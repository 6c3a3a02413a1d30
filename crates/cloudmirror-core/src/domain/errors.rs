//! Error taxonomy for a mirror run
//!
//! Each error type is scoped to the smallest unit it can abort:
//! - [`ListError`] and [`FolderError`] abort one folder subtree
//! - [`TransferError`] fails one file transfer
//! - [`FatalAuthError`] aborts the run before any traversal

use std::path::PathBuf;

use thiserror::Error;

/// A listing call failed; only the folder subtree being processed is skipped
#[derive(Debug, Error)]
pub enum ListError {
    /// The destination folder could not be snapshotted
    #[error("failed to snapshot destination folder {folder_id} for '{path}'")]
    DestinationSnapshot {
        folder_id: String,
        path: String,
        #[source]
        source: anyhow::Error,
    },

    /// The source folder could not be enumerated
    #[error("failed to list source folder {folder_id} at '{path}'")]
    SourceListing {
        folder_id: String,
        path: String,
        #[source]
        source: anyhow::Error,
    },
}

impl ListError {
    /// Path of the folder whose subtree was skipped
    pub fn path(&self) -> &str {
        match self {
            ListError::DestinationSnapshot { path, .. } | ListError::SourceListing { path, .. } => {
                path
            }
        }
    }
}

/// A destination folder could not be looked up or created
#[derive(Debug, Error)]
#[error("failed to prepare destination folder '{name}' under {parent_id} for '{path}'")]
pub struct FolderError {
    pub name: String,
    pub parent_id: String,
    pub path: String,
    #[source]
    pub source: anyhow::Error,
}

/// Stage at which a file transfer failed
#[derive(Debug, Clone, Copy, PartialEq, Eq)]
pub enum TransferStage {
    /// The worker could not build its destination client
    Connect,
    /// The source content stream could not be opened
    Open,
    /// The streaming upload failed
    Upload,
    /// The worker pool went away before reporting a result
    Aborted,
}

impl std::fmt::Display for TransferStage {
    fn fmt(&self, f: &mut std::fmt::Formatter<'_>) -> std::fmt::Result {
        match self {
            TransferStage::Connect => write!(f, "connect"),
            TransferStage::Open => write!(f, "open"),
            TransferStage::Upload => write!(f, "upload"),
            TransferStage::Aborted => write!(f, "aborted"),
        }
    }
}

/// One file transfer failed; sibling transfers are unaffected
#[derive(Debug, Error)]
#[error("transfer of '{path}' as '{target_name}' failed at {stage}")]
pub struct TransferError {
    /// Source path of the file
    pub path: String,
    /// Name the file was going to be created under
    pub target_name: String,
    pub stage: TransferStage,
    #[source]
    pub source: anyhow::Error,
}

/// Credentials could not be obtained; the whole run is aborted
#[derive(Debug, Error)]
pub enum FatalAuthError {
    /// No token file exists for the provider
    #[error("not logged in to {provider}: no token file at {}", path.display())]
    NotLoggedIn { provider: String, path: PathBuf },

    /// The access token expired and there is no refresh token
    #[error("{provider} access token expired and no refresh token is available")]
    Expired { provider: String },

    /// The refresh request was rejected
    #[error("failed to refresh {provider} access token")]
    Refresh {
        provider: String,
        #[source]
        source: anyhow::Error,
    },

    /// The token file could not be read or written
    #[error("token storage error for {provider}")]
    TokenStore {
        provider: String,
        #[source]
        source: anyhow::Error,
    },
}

▶ **What the task requires**
Produce an exact repeat of the lines from the one containing "request was rejected" through the last line of the data, and nothing more.

▶ **Final answer**
    /// The refresh request was rejected
    #[error("failed to refresh {provider} access token")]
    Refresh {
        provider: String,
        #[source]
        source: anyhow::Error,
    },

    /// The token file could not be read or written
    #[error("token storage error for {provider}")]
    TokenStore {
        provider: String,
        #[source]
        source: anyhow::Error,
    },
}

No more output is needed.